INDIFERENCIA

 Me hablas y tus palabras inocentes no tocan mis oídos ofuscados que con cada lamento de la vida se asordaron poco a poco, al punto de volversen   cínicos e impasibles. 

La rutina de dìas autòmatas invade incesantemente mi frenétíca existencia... Mis ojos no notan tu amorosa presencia, mi piel no sienten el delicado toque de tus tiernas caricias; mi boca grita tu nombre , liberando solamente frases de reproche. Las lagrimas que resbalan por tu rostro se secan en soledad y tus carcajadas inspiradas no encuentran el eco de las mias.

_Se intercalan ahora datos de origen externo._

// Copyright (c) 2024-2026 Martin Schröder <info@swedishembedded.com>
//
// SPDX-License-Identifier: Apache-2.0
use std::collections::HashMap;
use std::sync::Arc;

use tokio::sync::Mutex;
use tracing::debug;

use skriv_config::Mode;

use crate::aggregator::Aggregator;
use crate::tasks::TaskManager;

/// Mutable per-user state behind the user's own lock.
#[derive(Default)]
pub struct UserState {
    pub mode: Option<Mode>,
    pub aggregator: Option<Arc<Aggregator>>,
    /// Short-lived dialog state (pending confirmations and the like)
    pub dialog: HashMap<String, String>,
}

/// One user's slot: a dedicated lock so create-or-get on the caches never
/// contends across users.
pub struct UserSlot {
    pub state: Mutex<UserState>,
}

/// Registry of per-user slots.
///
/// The outer lock guards only the map of slots; every state mutation goes
/// through the slot's own lock, so the check-then-create race on per-user
/// caches cannot happen and users never serialize against each other.
pub struct UserContexts {
    slots: Mutex<HashMap<i64, Arc<UserSlot>>>,
    default_mode: Mode,
}

impl UserContexts {
    pub fn new(default_mode: Mode) -> Self {
        Self {
            slots: Mutex::new(HashMap::new()),
            default_mode,
        }
    }

    /// Create-or-get the user's slot.
    pub async fn slot(&self, user_id: i64) -> Arc<UserSlot> {
        let mut slots = self.slots.lock().await;
        Arc::clone(slots.entry(user_id).or_insert_with(|| {
            debug!(user_id, "creating user slot");
            Arc::new(UserSlot {
                state: Mutex::new(UserState::default()),
            })
        }))
    }

    pub async fn mode(&self, user_id: i64) -> Mode {
        let slot = self.slot(user_id).await;
        let state = slot.state.lock().await;
        state.mode.unwrap_or(self.default_mode)
    }

    pub async fn set_mode(&self, user_id: i64, mode: Mode) {
        let slot = self.slot(user_id).await;
        slot.state.lock().await.mode = Some(mode);
        debug!(user_id, %mode, "mode set");
    }

    /// Create-or-get the user's aggregator.  `make` runs only when absent,
    /// under the user's own lock, so exactly one aggregator exists per
    /// user.
    pub async fn aggregator<F, Fut>(&self, user_id: i64, make: F) -> Arc<Aggregator>
    where
        F: FnOnce() -> Fut,
        Fut: std::future::Future<Output = Arc<Aggregator>>,
    {
        let slot = self.slot(user_id).await;
        let mut state = slot.state.lock().await;
        match &state.aggregator {
            Some(agg) => Arc::clone(agg),
            None => {
                let agg = make().await;
                state.aggregator = Some(Arc::clone(&agg));
                agg
            }
        }
    }

    /// Tear down the user's agent-facing state after a settings change.
    /// The aggregator's tasks are stopped through the [`TaskManager`]; the
    /// next message recreates everything lazily.
    pub async fn reset(&self, user_id: i64, _tasks: &TaskManager) {
        let slot = self.slot(user_id).await;
        let aggregator = {
            let mut state = slot.state.lock().await;
            state.dialog.clear();
            state.aggregator.take()
        };
        if let Some(agg) = aggregator {
            agg.stop().await;
            debug!(user_id, "user agent state torn down");
        }
    }
}

// ─── Unit tests ──────────────────────────────────────────────────────────────

#[cfg(test)]
mod tests {
    use std::sync::atomic::{AtomicUsize, Ordering};
    use std::time::Duration;

    use super::*;

    #[tokio::test]
    async fn default_mode_until_set() {
        let users = UserContexts::new(Mode::Note);
        assert_eq!(users.mode(7).await, Mode::Note);
        users.set_mode(7, Mode::Ask).await;
        assert_eq!(users.mode(7).await, Mode::Ask);
        // Other users are unaffected.
        assert_eq!(users.mode(8).await, Mode::Note);
    }

    #[tokio::test]
    async fn aggregator_is_created_once_under_contention() {
        let users = Arc::new(UserContexts::new(Mode::Note));
        let tasks = Arc::new(TaskManager::new(Duration::from_millis(200)));
        let created = Arc::new(AtomicUsize::new(0));

        let mut handles = Vec::new();
        for _ in 0..8 {
            let users = Arc::clone(&users);
            let tasks = Arc::clone(&tasks);
            let created = Arc::clone(&created);
            handles.push(tokio::spawn(async move {
                users
                    .aggregator(42, || {
                        let tasks = Arc::clone(&tasks);
                        let created = Arc::clone(&created);
                        async move {
                            created.fetch_add(1, Ordering::SeqCst);
                            Aggregator::spawn(
                                42,
                                Duration::from_secs(30),
                                tasks,
                                Arc::new(|_g| Box::pin(async {})),
                            )
                            .await
                        }
                    })
                    .await
            }));
        }
        for h in handles {
            h.await.unwrap();
        }
        assert_eq!(created.load(Ordering::SeqCst), 1);
        tasks.stop().await;
    }

    #[tokio::test]
    async fn reset_drops_aggregator_for_lazy_recreation() {
        let users = UserContexts::new(Mode::Note);
        let tasks = Arc::new(TaskManager::new(Duration::from_millis(200)));
        users
            .aggregator(1, || {
                let tasks = Arc::clone(&tasks);
                async move {
                    Aggregator::spawn(
                        1,
                        Duration::from_secs(30),
                        tasks,
                        Arc::new(|_g| Box::pin(async {})),
                    )
                    .await
                }
            })
            .await;
        users.reset(1, &tasks).await;
        let slot = users.slot(1).await;
        assert!(slot.state.lock().await.aggregator.is_none());
        // The aggregator's background tasks are gone too.
        assert!(tasks.is_empty().await);
    }
}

Todas las angustias que te mortifican el alma se esconden secretamente dentro tu corazón hambriento de afecto...

En un instante de bendición divina, mi mirada se apodera nuevamente de su luz y logra contemplar desde lejos tu frágil silueta reposar en silencio. Mis pasos se acercan lentamente hacia a ti y con timidez mis manos inseguras rozan tu piel angelical.

Velo tus sueños con el peso de mil rémoras sobre mis hombros y prometo al cielo corregir mis egoístas fallas.

¡Hijo perdoname, mi indiferencia ha lastimado tu bondadoso amor!